SPLOST is an inelegant term that comes up in some of these speeches. It stands for “special purpose local option sales tax,” and it’s how Tyrone, Georgia is paying for “stormwater projects, improved parks, an upgraded Town Hall and an increased sewer footprint,” said Mayor Eric Dial in his Jan. 4 state of the town speech.

It’s not Daniel Burnham-esque big plans these mayors are rolling out and bragging on. In Show Low, Arizona, Mayor Daryl Seymore used his Jan. 19 state of the city address to thank town employees for their work on the annual Barbecue Throwdown; he also touted as progress, a new daily flight service offered by Boutique Air at the Show Low Airport. Meanwhile, Chestertown, New York is installing a new biomass boiler in town hall and removing 21 tons of Eurasian milfoil out of Loon Lake, said town supervisor Craig Leggett in his Jan. 9 state of the town address. And Cheyenne, Wyoming needs broadband internet speed to attract businesses. “And it must be affordable,” said Mayor Marian Orr in her state of the city address Jan. 9. “Cheyenne is failing on both counts: accessibility and affordability.”

Things are going better in Allentown, Pennsylvania, to hear Mayor Ed Pawlowski tell it in his Jan. 5 state of the city address. The city recycled 560 tons of paper and emptied 54,000 trash cans in the previous year, he specified. And Allentown is making better-than-average headway on infrastructure, Pawlowski claimed, boasting, “When you go over one of our bridges you won’t end up in the creek 50 feet below.”

Less frequent than you might expect were references to the opioid crisis—perhaps because mayors feel powerless to solve it. “[Opioid addiction] unfortunately is not going away anytime soon,” said Taunton, Massachusetts’ Mayor Thomas Hoye in his Jan. 1 state of the city speech. But he cited a new Taunton Opioid Task Force, and noted that at least “our families and those addicted now have a place to turn.”

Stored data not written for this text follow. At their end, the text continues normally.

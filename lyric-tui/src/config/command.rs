/// 按键解析出的命令
#[derive(Debug, Clone, PartialEq)]
pub enum Command {
    Quit,
    TogglePlay,
    //
    Down,
    Up,
    GoToTop,
    GoToBottom,
    EnterOrPlay,
    ResumeFollow,
    //
    SeekForward,
    SeekBackward,

    Nop,
}
/// 歌词视口的滚动跟随模式
#[derive(Debug, Clone, Copy, PartialEq, Eq, Default)]
pub enum FollowMode {
    /// 当前行变化时视口自动滚动居中
    #[default]
    Auto,
    /// 视口停留在用户离开的位置，当前行变化不移动视口
    Manual,
}

/// 滚动跟随状态机
///
/// 只负责模式切换；视口居中的几何计算属于展示层，这里不感知。
/// 点击歌词行发起的跳转只转发给播放器，本身不改变跟随模式。
#[derive(Debug, Default)]
pub struct ScrollFollow {
    mode: FollowMode,
}

impl ScrollFollow {
    /// 初始为 Auto
    pub fn new() -> Self {
        Self::default()
    }

    pub fn mode(&self) -> FollowMode {
        self.mode
    }

    pub fn is_auto(&self) -> bool {
        self.mode == FollowMode::Auto
    }

    /// 用户在歌词视口上滚动/触摸：无条件进入 Manual
    pub fn on_user_scroll(&mut self) {
        self.mode = FollowMode::Manual;
    }

    /// 恢复跟随：回到 Auto，调用方应在此刻把视口重新居中到当前行
    pub fn resume_follow(&mut self) {
        self.mode = FollowMode::Auto;
    }
}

Last January, many mayors felt compelled to address the Trump administration—mostly promising to protect immigrant and Muslim residents from the president’s proposed policies. This year, Sacramento, California Mayor Darrell Steinberg was an outlier in referencing the administration, with his crack, “We don’t care how many ‘stable geniuses’ want to tell us who does or does not belong in Sacramento. We are a proud sanctuary city.” (Eugene, Oregon Mayor Lucy Vinis referred to a “turbulent national climate” in her Jan. 5 speech, but urged her citizens to look within their liberal ranks: “We have been caught in our own complacency about how people of color, varying gender identities or national origin experience life in our community. We can do better. We can listen. We can pay attention. We can question our assumptions.”)

But mostly, these mayors stuck to pragmatic matters, as good mayors always do.

And even when a mayor does reach for inspiring, aspirational language—in the end, it’s all about infrastructure. In the same speech in which she compared Provo to the Biblical city on a hill, Mayor Kafusi put her rhetorical muscle behind a plan to establish a new sewage treatment center at a lower elevation, where “gravity will be our friend and instead of having to pump sewage up, through dozens of pump stations, it will flow naturally down.”

Like many mayoral utterances—and unlike most presidential ones—you just can’t argue with that.